# What is expected
How many lines in the material below include the word "static"? Give only the number.

# Source material
[Start of section]

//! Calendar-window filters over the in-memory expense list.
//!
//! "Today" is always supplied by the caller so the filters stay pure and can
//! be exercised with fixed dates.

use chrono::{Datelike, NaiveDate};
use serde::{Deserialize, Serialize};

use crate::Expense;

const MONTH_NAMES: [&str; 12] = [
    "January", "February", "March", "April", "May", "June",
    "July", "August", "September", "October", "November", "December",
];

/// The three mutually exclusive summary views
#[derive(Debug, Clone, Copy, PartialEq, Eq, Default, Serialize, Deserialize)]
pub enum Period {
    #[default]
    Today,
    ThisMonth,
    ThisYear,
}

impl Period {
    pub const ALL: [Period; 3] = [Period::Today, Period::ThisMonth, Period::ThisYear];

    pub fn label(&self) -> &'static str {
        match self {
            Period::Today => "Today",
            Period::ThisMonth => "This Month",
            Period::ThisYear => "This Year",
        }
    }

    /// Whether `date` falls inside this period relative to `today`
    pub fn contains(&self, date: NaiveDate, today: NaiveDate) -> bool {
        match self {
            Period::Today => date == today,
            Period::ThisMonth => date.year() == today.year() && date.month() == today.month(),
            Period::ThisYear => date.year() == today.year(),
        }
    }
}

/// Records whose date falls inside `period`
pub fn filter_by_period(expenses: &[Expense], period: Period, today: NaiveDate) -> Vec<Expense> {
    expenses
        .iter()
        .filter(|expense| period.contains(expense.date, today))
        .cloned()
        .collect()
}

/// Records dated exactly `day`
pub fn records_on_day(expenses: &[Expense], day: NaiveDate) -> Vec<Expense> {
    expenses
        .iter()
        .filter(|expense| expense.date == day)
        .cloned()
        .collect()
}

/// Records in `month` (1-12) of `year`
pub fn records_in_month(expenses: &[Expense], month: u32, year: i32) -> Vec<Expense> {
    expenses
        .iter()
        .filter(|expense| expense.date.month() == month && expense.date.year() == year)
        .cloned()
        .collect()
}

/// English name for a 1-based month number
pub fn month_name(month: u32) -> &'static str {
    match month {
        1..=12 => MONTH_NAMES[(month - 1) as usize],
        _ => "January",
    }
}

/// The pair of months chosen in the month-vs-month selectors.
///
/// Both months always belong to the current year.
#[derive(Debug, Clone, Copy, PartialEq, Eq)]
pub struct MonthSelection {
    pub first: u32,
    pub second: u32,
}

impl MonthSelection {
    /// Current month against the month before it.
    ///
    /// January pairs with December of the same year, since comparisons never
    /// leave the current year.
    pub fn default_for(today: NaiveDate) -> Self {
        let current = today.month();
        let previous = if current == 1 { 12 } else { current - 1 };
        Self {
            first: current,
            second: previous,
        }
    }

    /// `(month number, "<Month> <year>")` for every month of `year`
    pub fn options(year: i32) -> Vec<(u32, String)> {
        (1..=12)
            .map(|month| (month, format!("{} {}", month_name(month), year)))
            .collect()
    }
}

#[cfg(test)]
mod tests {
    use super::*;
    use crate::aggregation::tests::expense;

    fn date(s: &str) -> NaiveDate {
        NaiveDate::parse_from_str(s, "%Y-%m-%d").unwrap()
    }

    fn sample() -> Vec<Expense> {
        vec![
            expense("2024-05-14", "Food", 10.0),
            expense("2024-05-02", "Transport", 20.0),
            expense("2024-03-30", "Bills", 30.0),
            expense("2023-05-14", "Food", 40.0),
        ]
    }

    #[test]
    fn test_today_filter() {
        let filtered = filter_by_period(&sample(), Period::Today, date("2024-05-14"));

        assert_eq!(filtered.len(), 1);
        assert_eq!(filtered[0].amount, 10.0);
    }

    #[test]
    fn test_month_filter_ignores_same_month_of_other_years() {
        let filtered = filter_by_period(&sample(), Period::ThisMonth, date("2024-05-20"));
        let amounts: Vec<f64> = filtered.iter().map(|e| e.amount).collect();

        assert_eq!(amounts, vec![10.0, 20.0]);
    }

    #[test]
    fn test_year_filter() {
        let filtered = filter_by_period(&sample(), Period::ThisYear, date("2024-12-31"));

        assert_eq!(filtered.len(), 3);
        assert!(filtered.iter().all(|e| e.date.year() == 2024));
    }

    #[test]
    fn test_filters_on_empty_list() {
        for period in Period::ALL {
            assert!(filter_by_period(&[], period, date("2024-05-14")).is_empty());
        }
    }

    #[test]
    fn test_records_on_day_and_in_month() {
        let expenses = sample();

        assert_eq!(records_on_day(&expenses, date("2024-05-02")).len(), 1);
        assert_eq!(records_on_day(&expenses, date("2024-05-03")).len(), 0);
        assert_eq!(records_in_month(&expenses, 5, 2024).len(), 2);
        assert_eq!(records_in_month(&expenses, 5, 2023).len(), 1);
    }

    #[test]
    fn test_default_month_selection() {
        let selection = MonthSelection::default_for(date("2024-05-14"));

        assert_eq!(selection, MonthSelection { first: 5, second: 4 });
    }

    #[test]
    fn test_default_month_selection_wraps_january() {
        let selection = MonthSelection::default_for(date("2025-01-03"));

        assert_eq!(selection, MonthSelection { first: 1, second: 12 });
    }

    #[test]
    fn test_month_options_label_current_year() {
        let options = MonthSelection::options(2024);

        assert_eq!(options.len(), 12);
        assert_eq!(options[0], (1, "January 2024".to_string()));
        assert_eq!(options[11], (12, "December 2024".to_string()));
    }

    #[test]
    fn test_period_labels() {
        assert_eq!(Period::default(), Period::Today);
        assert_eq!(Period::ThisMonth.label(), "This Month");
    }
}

[End of section]
[Start of section]

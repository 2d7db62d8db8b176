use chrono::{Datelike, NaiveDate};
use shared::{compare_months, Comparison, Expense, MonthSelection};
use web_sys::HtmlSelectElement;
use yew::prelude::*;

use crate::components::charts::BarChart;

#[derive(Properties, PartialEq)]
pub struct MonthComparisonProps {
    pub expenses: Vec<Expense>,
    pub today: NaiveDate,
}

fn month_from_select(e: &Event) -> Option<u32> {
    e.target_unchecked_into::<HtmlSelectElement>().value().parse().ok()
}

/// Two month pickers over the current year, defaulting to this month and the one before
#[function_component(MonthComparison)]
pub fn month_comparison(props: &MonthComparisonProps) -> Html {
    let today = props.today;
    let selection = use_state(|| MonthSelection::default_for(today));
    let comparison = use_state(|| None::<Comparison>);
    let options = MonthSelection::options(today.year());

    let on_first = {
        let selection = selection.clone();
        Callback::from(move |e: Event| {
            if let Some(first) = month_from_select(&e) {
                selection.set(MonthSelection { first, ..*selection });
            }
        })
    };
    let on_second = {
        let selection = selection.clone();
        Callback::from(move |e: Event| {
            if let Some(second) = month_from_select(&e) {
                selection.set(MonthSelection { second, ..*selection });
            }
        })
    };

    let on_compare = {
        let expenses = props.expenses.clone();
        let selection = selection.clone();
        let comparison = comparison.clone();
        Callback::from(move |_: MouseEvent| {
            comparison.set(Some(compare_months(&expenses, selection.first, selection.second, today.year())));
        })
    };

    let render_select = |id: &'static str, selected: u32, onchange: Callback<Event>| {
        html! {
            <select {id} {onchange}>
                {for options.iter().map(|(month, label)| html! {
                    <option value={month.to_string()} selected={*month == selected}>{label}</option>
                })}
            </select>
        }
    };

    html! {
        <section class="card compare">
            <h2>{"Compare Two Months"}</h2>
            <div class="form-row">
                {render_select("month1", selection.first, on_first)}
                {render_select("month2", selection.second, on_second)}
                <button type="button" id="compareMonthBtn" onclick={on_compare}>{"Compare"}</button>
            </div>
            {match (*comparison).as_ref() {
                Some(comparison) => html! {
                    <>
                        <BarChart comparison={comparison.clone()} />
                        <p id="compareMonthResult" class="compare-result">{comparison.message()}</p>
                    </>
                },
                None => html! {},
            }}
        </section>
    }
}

[End of section]

# Answer space
3